As the fine autumn days—to the stricken man the pleasantest time of the year—wore themselves away, Richard Maule grew particularly kind and considerate to Jane Oglander.
He was very susceptible to the physical condition of those about him, and he noticed that she had altered strangely during the short time she had been at Rede Place. She was pale and listless; and often when with him she sat doing nothing, saying nothing.
Every time they were alone together—and that now was very often—the past came back to Richard Maule, especially that time of his life when he lay ill to death eight years ago in Italy.
Looking furtively at her strained, unhappy face, he would recall the agony of rage and despair in which he had lain at a time when he had been supposed by those about him to be absorbed in his physical condition—if indeed conscious of anything at all.

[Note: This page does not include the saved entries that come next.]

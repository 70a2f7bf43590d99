//! Generation-partitioned response store
//!
//! This module holds the persistent side of the stale-while-revalidate cache:
//! request descriptors and response snapshots, cache generations, the storage
//! backends (memory and disk), the generation-scoped `Store`, and the sweeper
//! that deletes superseded generations at activation.

mod disk;
mod generation;
mod snapshot;
mod storage;
mod store;
mod sweep;

pub use disk::DiskStorage;
pub use generation::{
    DEFAULT_CACHE_VERSION, GENERATION_PREFIX, Generation, InvalidGeneration,
};
pub use snapshot::{CacheKey, RequestDescriptor, ResponseSnapshot};
pub use storage::{CacheStorage, MemoryStorage, StoreError};
pub use store::{Partition, Store};
pub use sweep::sweep;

In those days Athena had still preserved a simulacrum of regard, of affection for her husband, and when she came into his room, when she stood at the bottom of his bed looking with mingled repugnance and pity at his distorted face, he longed to rise and destroy the wanton who had been so adoringly loved and so wholly trusted.
They were sitting together now, Jane Oglander and Richard Maule, on the afternoon of the day which had opened with the news of Bayworth Kaye's death. It was warm and sunny, and the three others had gone out of doors after luncheon—for Dick Wantele, Athena was well aware of it, had fallen into the way of never leaving the other two alone together if he could possibly prevent it.
Wantele could not understand Jane's attitude. Did she suspect her friend's treachery? He found it impossible to make up his mind one way or the other. In any case Jane and Lingard were not like normal lovers—but Wantele had lived long enough in the world to know that there is every variety of lover. Sometimes he thought Jane trusted Lingard so implicitly as to be still blind.